EBOV is one of the most feared pathogens due to its high lethality rates. Subversion of innate immune response by Ebola virus occurs at various levels from suppression of IFN response, generation of robust cytokine storm, and inhibition of dendritic cell maturation. Dysregulation of innate immune pathways together with the characteristic lymphopenia of Ebola prevent the development of cellular and humoral responses as evident by lack of EBOV-specific T and B cell responses, and sequestration of neutralizing antibodies. The current Ebola outbreak in West Africa has spurred a public health emergency and highlighted the need for licensed vaccines and post-exposure therapeutics. With the substantial amount of data pointing to the critical role for antibody-mediated protection against Ebola, it is imperative that research efforts focus on evaluating the safety and efficacy of monoclonal antibody cocktails. The highly promising antibody cocktail ZMapp is grown in tobacco plants, which is thought to take less time and money to produce than in rodents. However, clinical evaluations of ZMapp were delayed until early of 2015 due to the slow production of ZMapp. The production of one course treatment (14g) requires 78 tobacco plants to produce ⁸⁶. Consequently, efforts must be allocated to developing novel methods to increase yields of the monoclonal antibody cocktail. Although using more traditional methods of generating monoclonal antibodies in rodents may be a slower route than tobacco plant production, this established technique might enable increased production in order to ensure enough of the treatment is available for further clinical evaluations and future outbreaks.

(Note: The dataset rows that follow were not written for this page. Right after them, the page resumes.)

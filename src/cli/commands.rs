//! CLI command definitions for grade-forge.
//!
//! `run` evaluates a tasks tree and writes reports, `grade` grades a single
//! answer against a single task, and `list` shows what would be evaluated.

use std::path::{Path, PathBuf};
use std::sync::Arc;
use std::time::Duration;

use anyhow::Context;
use clap::Parser;
use tokio::io::AsyncReadExt;
use tracing::{info, warn};

use crate::grader::{grade_answer, JudgeClient, PatchContext};
use crate::llm::{
    api_key_from_env, CachedGenerator, CommandGenerator, Generator, MockGenerator,
    OpenAiGenerator, ARBITER_CMD_ENV, MODEL_CMD_ENV,
};
use crate::report::render_summary;
use crate::runner::{run_evaluation, EvalConfig};
use crate::task::{discover_tasks, Task, TaskFamily};

/// Request timeout for the HTTP backend when none is configured.
const DEFAULT_HTTP_TIMEOUT: Duration = Duration::from_secs(120);

/// Benchmark grading engine for model-generated answers.
#[derive(Parser)]
#[command(name = "grade-forge")]
#[command(about = "Grade model answers to benchmark tasks and report pass@k metrics")]
#[command(version)]
#[command(
    long_about = "grade-forge runs a model against free-text and code-patch tasks, grades every attempt, and writes summary.md, metrics.json and metrics.csv.\n\nExample usage:\n  grade-forge run --tasks-dir ./tasks --model gpt-5.2 --max-tries 5 --reports-dir ./reports"
)]
pub struct Cli {
    /// The subcommand to execute.
    #[command(subcommand)]
    pub command: Commands,

    /// Log level (trace, debug, info, warn, error).
    #[arg(short, long, default_value = "info", global = true)]
    pub log_level: String,
}

/// Available CLI subcommands.
#[derive(clap::Subcommand)]
pub enum Commands {
    /// Evaluate every selected task and write reports.
    #[command(alias = "eval")]
    Run(RunArgs),

    /// Grade one answer against one task and print the grade as JSON.
    Grade(GradeArgs),

    /// List discovered tasks.
    #[command(alias = "ls")]
    List(ListArgs),
}

/// Arguments for `grade-forge run`. Flags override values from `--config`.
#[derive(Parser, Debug)]
pub struct RunArgs {
    /// YAML run configuration.
    #[arg(short = 'c', long)]
    pub config: Option<PathBuf>,

    /// Model for free-text tasks.
    #[arg(short = 'm', long)]
    pub model: Option<String>,

    /// Model for code tasks (defaults to --model).
    #[arg(long)]
    pub codegen: Option<String>,

    /// Pick models per family from a one-attempt sample run.
    #[arg(long)]
    pub auto_route: bool,

    /// Attempts per task.
    #[arg(short = 'k', long)]
    pub max_tries: Option<u32>,

    /// Minimum coverage percentage for code tasks.
    #[arg(long)]
    pub min_coverage: Option<f64>,

    /// Root directory holding md/, py/, synth/ and lean/.
    #[arg(short = 't', long)]
    pub tasks_dir: Option<PathBuf>,

    /// Directory with shared tool config files for code tasks.
    #[arg(long)]
    pub project_root: Option<PathBuf>,

    /// Output directory for reports.
    #[arg(short = 'o', long)]
    pub reports_dir: Option<PathBuf>,

    /// Use canned answers instead of a model.
    #[arg(long)]
    pub mock: bool,

    /// Skip tasks already recorded in the existing metrics.json.
    #[arg(long)]
    pub resume: bool,

    /// Record generation errors as failed attempts instead of aborting.
    #[arg(long)]
    pub continue_on_error: bool,

    /// Comma-separated families to run (md,py,synth,lean).
    #[arg(long)]
    pub task_types: Option<String>,

    /// Cache up to this many judge replies (0 disables).
    #[arg(long)]
    pub judge_cache: Option<usize>,

    /// Per-call timeout for model and judge commands, in seconds.
    #[arg(long)]
    pub generation_timeout: Option<u64>,
}

/// Arguments for `grade-forge grade`.
#[derive(Parser, Debug)]
pub struct GradeArgs {
    /// Task file (md, synth, lean) or task directory (py).
    #[arg(long)]
    pub task: PathBuf,

    /// Task family: md, py, synth or lean.
    #[arg(short = 'f', long)]
    pub family: TaskFamily,

    /// File holding the answer; `-` reads standard input.
    #[arg(short = 'a', long)]
    pub answer: PathBuf,

    /// Minimum coverage percentage for code tasks.
    #[arg(long)]
    pub min_coverage: Option<f64>,

    /// Directory with shared tool config files for code tasks.
    #[arg(long)]
    pub project_root: Option<PathBuf>,

    /// YAML run configuration to take patch tool settings from.
    #[arg(short = 'c', long)]
    pub config: Option<PathBuf>,
}

/// Arguments for `grade-forge list`.
#[derive(Parser, Debug)]
pub struct ListArgs {
    /// Root directory holding md/, py/, synth/ and lean/.
    #[arg(short = 't', long, default_value = "tasks")]
    pub tasks_dir: PathBuf,

    /// Comma-separated families to list.
    #[arg(long)]
    pub task_types: Option<String>,

    /// Print JSON instead of a table.
    #[arg(long)]
    pub json: bool,
}

/// Parse CLI arguments without running any command.
///
/// Lets the caller read `log_level` before logging is initialized.
pub fn parse_cli() -> Cli {
    Cli::parse()
}

/// Parse arguments and run the selected command.
pub async fn run() -> anyhow::Result<()> {
    run_with_cli(parse_cli()).await
}

/// Run the CLI with the parsed arguments.
pub async fn run_with_cli(cli: Cli) -> anyhow::Result<()> {
    match cli.command {
        Commands::Run(args) => run_run_command(args).await,
        Commands::Grade(args) => run_grade_command(args).await,
        Commands::List(args) => run_list_command(args),
    }
}

// ============================================================================
// Run
// ============================================================================

async fn run_run_command(args: RunArgs) -> anyhow::Result<()> {
    let mut config = load_config(args.config.as_deref())?;
    apply_run_overrides(&mut config, &args)?;

    let generator = build_generator(&mut config)?;
    let judge = build_judge(config.judge_cache_capacity, config.generation_timeout());
    if judge.is_none() {
        info!("{} not set, free-text grading uses the rubric only", ARBITER_CMD_ENV);
    }

    let outcome = run_evaluation(&config, generator.as_ref(), judge.as_ref()).await?;

    info!(
        evaluated = outcome.evaluated,
        skipped = outcome.skipped,
        reports = %config.reports_dir.display(),
        "Run complete"
    );
    println!("{}", render_summary(&outcome.run, &outcome.results));
    println!("Reports written to {}", config.reports_dir.display());
    Ok(())
}

fn load_config(path: Option<&Path>) -> anyhow::Result<EvalConfig> {
    match path {
        Some(path) => EvalConfig::from_yaml_file(path)
            .with_context(|| format!("Failed to load config {}", path.display())),
        None => Ok(EvalConfig::default()),
    }
}

fn apply_run_overrides(config: &mut EvalConfig, args: &RunArgs) -> anyhow::Result<()> {
    if let Some(model) = &args.model {
        config.model = model.clone();
    }
    if let Some(codegen) = &args.codegen {
        config.codegen_model = Some(codegen.clone());
    }
    if let Some(max_tries) = args.max_tries {
        config.max_tries = max_tries;
    }
    if let Some(min_coverage) = args.min_coverage {
        config.patch.min_coverage = min_coverage;
    }
    if let Some(dir) = &args.tasks_dir {
        config.tasks_dir = dir.clone();
    }
    if let Some(dir) = &args.project_root {
        config.project_root = Some(dir.clone());
    }
    if let Some(dir) = &args.reports_dir {
        config.reports_dir = dir.clone();
    }
    if let Some(list) = &args.task_types {
        config.task_types = TaskFamily::parse_list(list)?;
    }
    if let Some(capacity) = args.judge_cache {
        config.judge_cache_capacity = capacity;
    }
    if let Some(secs) = args.generation_timeout {
        config.generation_timeout_secs = Some(secs);
    }
    config.auto_route |= args.auto_route;
    config.mock |= args.mock;
    config.resume |= args.resume;
    config.continue_on_error |= args.continue_on_error;
    Ok(())
}

/// Picks the answer backend: canned answers when asked for, then the model
/// command, then the HTTP API, then canned answers again.
fn build_generator(config: &mut EvalConfig) -> anyhow::Result<Arc<dyn Generator>> {
    if config.mock {
        info!("Using mock generator");
        return Ok(Arc::new(MockGenerator::default()));
    }

    if let Some(mut command) = CommandGenerator::from_env(MODEL_CMD_ENV) {
        if let Some(timeout) = config.generation_timeout() {
            command = command.with_timeout(timeout);
        }
        info!(template = command.template(), "Using model command");
        return Ok(Arc::new(command));
    }

    if api_key_from_env().is_some() {
        let timeout = config.generation_timeout().unwrap_or(DEFAULT_HTTP_TIMEOUT);
        let generator = OpenAiGenerator::from_env(timeout)?;
        info!(api_base = generator.api_base(), "Using chat completions API");
        return Ok(Arc::new(generator));
    }

    warn!(
        "Neither {} nor a non-empty OPENAI_API_KEY is set, falling back to mock answers",
        MODEL_CMD_ENV
    );
    config.mock = true;
    Ok(Arc::new(MockGenerator::default()))
}

fn build_judge(cache_capacity: usize, timeout: Option<Duration>) -> Option<JudgeClient> {
    let mut command = CommandGenerator::from_env(ARBITER_CMD_ENV)?;
    if let Some(timeout) = timeout {
        command = command.with_timeout(timeout);
    }
    info!(template = command.template(), cache_capacity, "Judge enabled");

    let generator: Arc<dyn Generator> = if cache_capacity > 0 {
        Arc::new(CachedGenerator::new(command, cache_capacity))
    } else {
        Arc::new(command)
    };
    Some(JudgeClient::new(generator))
}

// ============================================================================
// Grade
// ============================================================================

async fn run_grade_command(args: GradeArgs) -> anyhow::Result<()> {
    let mut config = load_config(args.config.as_deref())?;
    if let Some(min_coverage) = args.min_coverage {
        config.patch.min_coverage = min_coverage;
    }
    if let Some(dir) = &args.project_root {
        config.project_root = Some(dir.clone());
    }
    config.validate()?;

    let id = task_id_from_path(&args.task)?;
    let task = Task::new(id, args.family, &args.task);
    let task_text = task.build_prompt()?;
    let answer = read_answer(&args.answer).await?;
    let judge = build_judge(config.judge_cache_capacity, config.generation_timeout());

    let details = grade_answer(
        &task,
        &task_text,
        &answer,
        judge.as_ref(),
        PatchContext {
            config: &config.patch,
            project_root: config.project_root.as_deref(),
        },
    )
    .await;

    println!("{}", serde_json::to_string_pretty(&details)?);
    Ok(())
}

fn task_id_from_path(path: &Path) -> anyhow::Result<String> {
    if !path.exists() {
        anyhow::bail!("Task path does not exist: {}", path.display());
    }
    path.file_stem()
        .and_then(|s| s.to_str())
        .map(str::to_string)
        .ok_or_else(|| anyhow::anyhow!("Cannot derive a task id from {}", path.display()))
}

async fn read_answer(path: &Path) -> anyhow::Result<String> {
    if path == Path::new("-") {
        let mut answer = String::new();
        tokio::io::stdin()
            .read_to_string(&mut answer)
            .await
            .context("Failed to read answer from stdin")?;
        return Ok(answer);
    }
    tokio::fs::read_to_string(path)
        .await
        .with_context(|| format!("Failed to read answer file {}", path.display()))
}

// ============================================================================
// List
// ============================================================================

fn run_list_command(args: ListArgs) -> anyhow::Result<()> {
    let families = match &args.task_types {
        Some(list) => TaskFamily::parse_list(list)?,
        None => TaskFamily::ALL.to_vec(),
    };
    let catalog = discover_tasks(&args.tasks_dir)?;
    let tasks = catalog.select(&families);

    if args.json {
        println!("{}", serde_json::to_string_pretty(&tasks)?);
        return Ok(());
    }

    for task in &tasks {
        println!("{:<6} {:<24} {}", task.family(), task.id, task.path.display());
    }
    println!("{} task(s)", tasks.len());
    Ok(())
}

#[cfg(test)]
mod tests {
    use super::*;

    fn parse(args: &[&str]) -> Cli {
        Cli::try_parse_from(args).unwrap()
    }

    #[test]
    fn test_run_flags_override_config() {
        let cli = parse(&[
            "grade-forge",
            "run",
            "--model",
            "logic",
            "--codegen",
            "coder",
            "-k",
            "3",
            "--min-coverage",
            "75",
            "--task-types",
            "lean,md",
            "--resume",
        ]);
        let Commands::Run(args) = cli.command else {
            panic!("expected run command");
        };

        let mut config = EvalConfig::default().with_max_tries(9);
        apply_run_overrides(&mut config, &args).unwrap();
        assert_eq!(config.model, "logic");
        assert_eq!(config.code_model(), "coder");
        assert_eq!(config.max_tries, 3);
        assert_eq!(config.min_coverage(), 75.0);
        assert_eq!(config.task_types, vec![TaskFamily::Lean, TaskFamily::Md]);
        assert!(config.resume);
        assert!(!config.mock);
    }

    #[test]
    fn test_unset_flags_keep_config_values() {
        let cli = parse(&["grade-forge", "run"]);
        let Commands::Run(args) = cli.command else {
            panic!("expected run command");
        };

        let mut config = EvalConfig::default().with_max_tries(9).with_mock(true);
        apply_run_overrides(&mut config, &args).unwrap();
        assert_eq!(config.max_tries, 9);
        assert!(config.mock);
        assert_eq!(config.code_model(), "gpt-5.2");
    }

    #[test]
    fn test_unknown_family_is_rejected() {
        let cli = parse(&["grade-forge", "run", "--task-types", "md,rust"]);
        let Commands::Run(args) = cli.command else {
            panic!("expected run command");
        };
        let mut config = EvalConfig::default();
        assert!(apply_run_overrides(&mut config, &args).is_err());
        assert!(Cli::try_parse_from(["grade-forge", "grade", "--task", "t.md", "-f", "rust", "-a", "a"]).is_err());
    }

    #[test]
    fn test_global_log_level() {
        let cli = parse(&["grade-forge", "list", "--log-level", "debug"]);
        assert_eq!(cli.log_level, "debug");
        assert!(matches!(cli.command, Commands::List(_)));
    }

    #[test]
    fn test_task_id_from_path() {
        let temp = tempfile::TempDir::new().unwrap();
        let file = temp.path().join("t01_bigO_edges.md");
        std::fs::write(&file, "x").unwrap();
        assert_eq!(task_id_from_path(&file).unwrap(), "t01_bigO_edges");
        assert!(task_id_from_path(&temp.path().join("missing.md")).is_err());
    }
}
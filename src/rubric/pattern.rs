//! Rubric pattern matching.
//!
//! Three forms, tried in order:
//! - `re:<regex>` explicit regex
//! - `/<regex>/` slash-delimited regex
//! - anything else is a literal substring
//!
//! All forms match case-insensitively. Regexes run in multi-line mode.

use regex::RegexBuilder;
use tracing::warn;

/// A classified rubric pattern.
#[derive(Debug, Clone, PartialEq, Eq)]
pub enum Pattern<'a> {
    Regex(&'a str),
    Literal(&'a str),
}

impl<'a> Pattern<'a> {
    /// Classifies a raw rubric pattern.
    pub fn classify(raw: &'a str) -> Self {
        if let Some(regex) = raw.strip_prefix("re:") {
            return Pattern::Regex(regex.trim());
        }
        if raw.len() > 2 && raw.starts_with('/') && raw.ends_with('/') {
            return Pattern::Regex(&raw[1..raw.len() - 1]);
        }
        Pattern::Literal(raw)
    }

    /// Returns true if the pattern occurs in `text`.
    ///
    /// A regex that fails to compile never matches.
    pub fn is_match(&self, text: &str) -> bool {
        match self {
            Pattern::Regex(source) => match RegexBuilder::new(source)
                .case_insensitive(true)
                .multi_line(true)
                .build()
            {
                Ok(re) => re.is_match(text),
                Err(e) => {
                    warn!(pattern = %source, error = %e, "Invalid rubric regex, treating as non-match");
                    false
                }
            },
            Pattern::Literal(needle) => text.to_lowercase().contains(&needle.to_lowercase()),
        }
    }
}

/// Tests whether a raw rubric pattern occurs in `text`.
pub fn matches(pattern: &str, text: &str) -> bool {
    Pattern::classify(pattern).is_match(text)
}

#[cfg(test)]
mod tests {
    use super::*;

    #[test]
    fn test_classify() {
        assert_eq!(Pattern::classify("re: a+b"), Pattern::Regex("a+b"));
        assert_eq!(Pattern::classify("/a+b/"), Pattern::Regex("a+b"));
        assert_eq!(Pattern::classify("//"), Pattern::Literal("//"));
        assert_eq!(Pattern::classify("Verdict:"), Pattern::Literal("Verdict:"));
    }

    #[test]
    fn test_literal_is_case_insensitive() {
        assert!(matches("Proof Sketch:", "proof sketch: by induction"));
        assert!(matches("verdict", "VERDICT: false"));
        assert!(!matches("lemma", "theorem only"));
    }

    #[test]
    fn test_explicit_regex_is_case_insensitive() {
        assert!(matches(r"re:^verdict:\s*(true|false)", "Intro\nVERDICT: False."));
        assert!(!matches(r"re:^verdict", "The verdict: false"));
    }

    #[test]
    fn test_slash_regex_is_case_insensitive() {
        assert!(matches(r"/n\s*=\s*1/", "Take N = 1"));
        assert!(matches("/^lemma:/", "intro\nLEMMA: every tree"));
        assert!(!matches("/^lemma:/", "intro lemma:"));
    }

    #[test]
    fn test_invalid_regex_does_not_match() {
        assert!(!matches("re:(unclosed", "(unclosed"));
        assert!(!matches("/[a-/", "anything"));
    }
}
//! Per-attempt and per-task evaluation results.

use std::fmt;

use serde::{Deserialize, Serialize};

use crate::grader::GradeDetails;
use crate::task::TaskFamily;

/// One generation + grading attempt.
#[derive(Debug, Clone, PartialEq, Serialize, Deserialize)]
pub struct Attempt {
    /// 1-based sequence number.
    pub attempt: u32,
    pub passed: bool,
    pub details: GradeDetails,
    /// Wall time of this attempt in seconds.
    pub elapsed_secs: f64,
    /// Seconds from task start until this attempt finished.
    pub finished_at_secs: f64,
    /// Answer length in characters.
    pub output_chars: usize,
    /// `<Kind>: <message>` when generation failed and was tolerated.
    #[serde(default)]
    pub generation_error: Option<String>,
}

/// Time from the first failure to the first pass.
#[derive(Debug, Clone, Copy, PartialEq, Serialize, Deserialize)]
#[serde(into = "FixTimeRecord", try_from = "FixTimeRecord")]
pub enum FixTime {
    /// Attempt 1 passed; reported as zero seconds.
    FirstTry,
    /// A failure preceded the first pass by this many seconds.
    After(f64),
    /// No pass, or no failure before it.
    NotObserved,
}

impl FixTime {
    /// Seconds to report, `None` when not observed.
    pub fn seconds(&self) -> Option<f64> {
        match self {
            FixTime::FirstTry => Some(0.0),
            FixTime::After(secs) => Some(*secs),
            FixTime::NotObserved => None,
        }
    }

    /// Seconds of a fix that was actually measured. First-try passes are excluded.
    pub fn measured(&self) -> Option<f64> {
        match self {
            FixTime::After(secs) => Some(*secs),
            FixTime::FirstTry | FixTime::NotObserved => None,
        }
    }
}

impl fmt::Display for FixTime {
    fn fmt(&self, f: &mut fmt::Formatter<'_>) -> fmt::Result {
        match self.seconds() {
            Some(secs) => write!(f, "{:.3}", secs),
            None => Ok(()),
        }
    }
}

#[derive(Debug, Clone, Copy, PartialEq, Eq, Serialize, Deserialize)]
#[serde(rename_all = "snake_case")]
enum FixStatus {
    FirstTry,
    After,
    NotObserved,
}

#[derive(Debug, Clone, Serialize, Deserialize)]
struct FixTimeRecord {
    status: FixStatus,
    seconds: Option<f64>,
}

impl From<FixTime> for FixTimeRecord {
    fn from(value: FixTime) -> Self {
        let status = match value {
            FixTime::FirstTry => FixStatus::FirstTry,
            FixTime::After(_) => FixStatus::After,
            FixTime::NotObserved => FixStatus::NotObserved,
        };
        Self {
            status,
            seconds: value.seconds(),
        }
    }
}

impl TryFrom<FixTimeRecord> for FixTime {
    type Error = String;

    fn try_from(record: FixTimeRecord) -> Result<Self, Self::Error> {
        match (record.status, record.seconds) {
            (FixStatus::FirstTry, _) => Ok(FixTime::FirstTry),
            (FixStatus::After, Some(secs)) => Ok(FixTime::After(secs)),
            (FixStatus::After, None) => Err("time_to_fix 'after' requires seconds".to_string()),
            (FixStatus::NotObserved, _) => Ok(FixTime::NotObserved),
        }
    }
}

/// Aggregated result of all attempts on one task.
#[derive(Debug, Clone, PartialEq, Serialize, Deserialize)]
pub struct TaskResult {
    pub task_id: String,
    pub family: TaskFamily,
    pub model: String,
    pub attempts: Vec<Attempt>,
    pub pass_at_1: bool,
    pub pass_at_k: bool,
    /// Passes divided by attempts requested.
    pub pass_rate: f64,
    /// Attempts requested.
    pub attempts_total: u32,
    pub time_to_fix: FixTime,
    /// Wall time of the whole task in seconds.
    pub elapsed_secs: f64,
}

impl TaskResult {
    /// Aggregates attempts recorded in order.
    pub fn from_attempts(
        task_id: impl Into<String>,
        family: TaskFamily,
        model: impl Into<String>,
        max_tries: u32,
        attempts: Vec<Attempt>,
        elapsed_secs: f64,
    ) -> Self {
        let pass_at_1 = attempts.first().is_some_and(|a| a.passed);
        let passes = attempts.iter().filter(|a| a.passed).count();
        let pass_rate = if max_tries == 0 {
            0.0
        } else {
            passes as f64 / f64::from(max_tries)
        };

        let first_pass = attempts.iter().find(|a| a.passed).map(|a| a.finished_at_secs);
        let first_failure = attempts.iter().find(|a| !a.passed).map(|a| a.finished_at_secs);
        let time_to_fix = if pass_at_1 {
            FixTime::FirstTry
        } else {
            match (first_failure, first_pass) {
                (Some(failed), Some(fixed)) => FixTime::After(fixed - failed),
                _ => FixTime::NotObserved,
            }
        };

        Self {
            task_id: task_id.into(),
            family,
            model: model.into(),
            pass_at_k: passes > 0,
            attempts,
            pass_at_1,
            pass_rate,
            attempts_total: max_tries,
            time_to_fix,
            elapsed_secs,
        }
    }

    /// Generation error of the first attempt, if any.
    pub fn first_generation_error(&self) -> Option<&str> {
        self.attempts
            .first()
            .and_then(|a| a.generation_error.as_deref())
    }

    /// Coverage reported by the last attempt (code tasks only).
    pub fn last_coverage(&self) -> Option<f64> {
        self.attempts
            .last()
            .and_then(|a| a.details.coverage_percent())
    }
}
//! Grading of candidate answers.
//!
//! Free-text families are graded against the task's embedded rubric, family
//! format checks and an optional judge. Code tasks are graded by applying the
//! candidate patch in a disposable workspace and running the project's tools.
//!
//! All grading outcomes are values: unsafe patches, failing tools and judge
//! trouble produce failed grades, never errors.

pub mod code;
pub mod coverage;
pub mod judge;
pub mod patch;
pub mod sandbox;
pub mod text;

use std::path::Path;

use serde::{Deserialize, Serialize};

use crate::rubric::RubricStyle;
use crate::task::{Task, TaskKind};

pub use code::{grade_patch, PatchGrade, PatchGraderConfig, PatchStage};
pub use coverage::parse_coverage;
pub use judge::{parse_verdict, JudgeClient, JudgeVerdict};
pub use patch::{check_patch_safety, edit_lines, extract_patch_paths, PatchSafety};
pub use sandbox::{find_project_root, SandboxWorkspace};
pub use text::TextGrade;

/// Family-specific grade record.
#[derive(Debug, Clone, PartialEq, Serialize, Deserialize)]
#[serde(tag = "kind", rename_all = "snake_case")]
pub enum GradeDetails {
    Text(TextGrade),
    Patch(PatchGrade),
}

impl GradeDetails {
    pub fn passed(&self) -> bool {
        match self {
            GradeDetails::Text(grade) => grade.passed,
            GradeDetails::Patch(grade) => grade.passed,
        }
    }

    /// Forces the grade to failed.
    pub fn fail(&mut self) {
        match self {
            GradeDetails::Text(grade) => grade.passed = false,
            GradeDetails::Patch(grade) => grade.passed = false,
        }
    }

    pub fn coverage_percent(&self) -> Option<f64> {
        match self {
            GradeDetails::Patch(grade) => grade.coverage_percent,
            GradeDetails::Text(_) => None,
        }
    }
}

/// Settings the patch grader needs beyond the task itself.
#[derive(Debug, Clone, Copy)]
pub struct PatchContext<'a> {
    pub config: &'a PatchGraderConfig,
    /// Overrides project root discovery when set.
    pub project_root: Option<&'a Path>,
}

/// Grades `answer` for `task`.
///
/// `task_text` is the task source the rubric is read from; it is ignored for
/// code tasks, which read their files from the task directory.
pub async fn grade_answer(
    task: &Task,
    task_text: &str,
    answer: &str,
    judge: Option<&JudgeClient>,
    patch: PatchContext<'_>,
) -> GradeDetails {
    let family = task.family();
    match &task.kind {
        TaskKind::General(rules) => GradeDetails::Text(
            text::grade_text(
                family,
                RubricStyle::HtmlComment,
                text::general_checks(rules, answer),
                task_text,
                answer,
                judge,
            )
            .await,
        ),
        TaskKind::Proof(rules) => GradeDetails::Text(
            text::grade_text(
                family,
                RubricStyle::LeanComment,
                text::proof_checks(rules, answer),
                task_text,
                answer,
                judge,
            )
            .await,
        ),
        TaskKind::Synthesis(rules) => GradeDetails::Text(
            text::grade_text(
                family,
                RubricStyle::HtmlComment,
                text::synthesis_checks(rules, answer),
                task_text,
                answer,
                judge,
            )
            .await,
        ),
        TaskKind::CodePatch(rules) => {
            let project_root = patch
                .project_root
                .map(Path::to_path_buf)
                .unwrap_or_else(|| find_project_root(&task.path, patch.config.root_marker()));
            GradeDetails::Patch(
                grade_patch(
                    answer,
                    &task.path,
                    &project_root,
                    &rules.allowed_files(),
                    patch.config,
                )
                .await,
            )
        }
    }
}
//! Per-family model selection from a small sample evaluation.

use serde::{Deserialize, Serialize};
use tracing::info;

use super::executor::{evaluate_task, EvalOptions};
use super::result::TaskResult;
use crate::error::EvalError;
use crate::grader::JudgeClient;
use crate::llm::Generator;
use crate::task::{TaskCatalog, TaskFamily};

/// Sample results backing a routing decision.
#[derive(Debug, Clone, PartialEq, Serialize, Deserialize)]
pub struct RouteSamples {
    pub py_model: TaskResult,
    pub py_codegen: TaskResult,
    pub md_model: TaskResult,
    pub md_codegen: TaskResult,
}

/// Which model handles which families.
#[derive(Debug, Clone, PartialEq, Serialize, Deserialize)]
pub struct Route {
    /// Model for code tasks.
    pub code_model: String,
    /// Model for free-text tasks.
    pub logic_model: String,
    pub reason: String,
    #[serde(default, skip_serializing_if = "Option::is_none")]
    pub samples: Option<RouteSamples>,
}

impl Route {
    fn single(model: &str, reason: &str, samples: Option<RouteSamples>) -> Self {
        Self {
            code_model: model.to_string(),
            logic_model: model.to_string(),
            reason: reason.to_string(),
            samples,
        }
    }
}

/// Evaluates the first code task and the first general task with both
/// models and splits the work only when each model wins its own family.
///
/// `options.max_tries` is used as given; callers normally pass 1.
pub async fn choose_route(
    catalog: &TaskCatalog,
    generator: &dyn Generator,
    model: &str,
    codegen: &str,
    options: &EvalOptions<'_>,
    judge: Option<&JudgeClient>,
) -> Result<Route, EvalError> {
    let (Some(sample_py), Some(sample_md)) = (
        catalog.tasks(TaskFamily::Py).first(),
        catalog.tasks(TaskFamily::Md).first(),
    ) else {
        info!("Routing skipped: missing sample tasks");
        return Ok(Route::single(model, "missing sample tasks", None));
    };

    let samples = RouteSamples {
        py_model: evaluate_task(sample_py, generator, model, options, judge).await?,
        py_codegen: evaluate_task(sample_py, generator, codegen, options, judge).await?,
        md_model: evaluate_task(sample_md, generator, model, options, judge).await?,
        md_codegen: evaluate_task(sample_md, generator, codegen, options, judge).await?,
    };

    let route = decide(model, codegen, samples);
    info!(
        code_model = %route.code_model,
        logic_model = %route.logic_model,
        reason = %route.reason,
        "Route chosen"
    );
    Ok(route)
}

/// Splits models only when codegen beats model on code and model beats
/// codegen on free text, both by pass@1.
fn decide(model: &str, codegen: &str, samples: RouteSamples) -> Route {
    let codegen_wins_py = samples.py_codegen.pass_at_1 && !samples.py_model.pass_at_1;
    let model_wins_md = samples.md_model.pass_at_1 && !samples.md_codegen.pass_at_1;

    if codegen_wins_py && model_wins_md {
        Route {
            code_model: codegen.to_string(),
            logic_model: model.to_string(),
            reason: "codegen better on py, model better on md".to_string(),
            samples: Some(samples),
        }
    } else {
        Route::single(model, "default to single model", Some(samples))
    }
}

In addition to monoclonal cocktails, efforts to evaluate and license the rVSV/ΔG/GP EBOV vaccine should be increased. Compared to the rAd vaccine platform, advantages of the rVSV/ΔG/GP EBOV platform include limited pre-existing immunity, the ability to administer it mucosally, long duration of immunity after one dose, and its potential use as a post-exposure vaccination. With the Ebola outbreak slowing down, the opportunity to obtain efficacy data through human trials may decrease. In this case, the FDA animal rule should be used, in which laboratory animal data is used to show efficacy, in order to move vaccine candidates through the approval process and start stockpiling the most promising candidate. This will ensure that we have immediate immunization available to protect frontline healthcare workers and contain the spread of a future outbreak.

The 2014 outbreak highlights that Ebola virus disease in not limited to central Africa and is a global problem that requires global cooperation. The World Health Organization’s role in the event of an outbreak should be to effectively coordinate regional collaboration where data and expertise relevant to the outbreak in addition to critical information about disease surveillance is shared. Efforts to improve the infrastructure of healthcare in African nations should be undertaken, such as developing inexpensive systems to equip hospitals to be able to manage routine healthcare needs as well as outbreaks. Educating the public is also equally important, as many individuals in Ebola outbreak countries are fearful of modern health care, preventing those who have come into contact with the disease to seek health care and contributing the spread of the virus. Therefore, increased training of local health care force to build trust and effectively communicate with the public in times of crisis is urgently required. Community engagement is absolutely required especially when preventive measures are at odds with cultural beliefs and religious practices. Public health education regarding the dynamics of Ebola transmission is also urgently needed, especially with traditional burial practices, which involves washing and touching of the deceased. It is clear that our approaches in combatting Ebola virus disease will engage many areas ranging from vaccine and therapeutic discovery to improving healthcare infrastructure, training and community participation.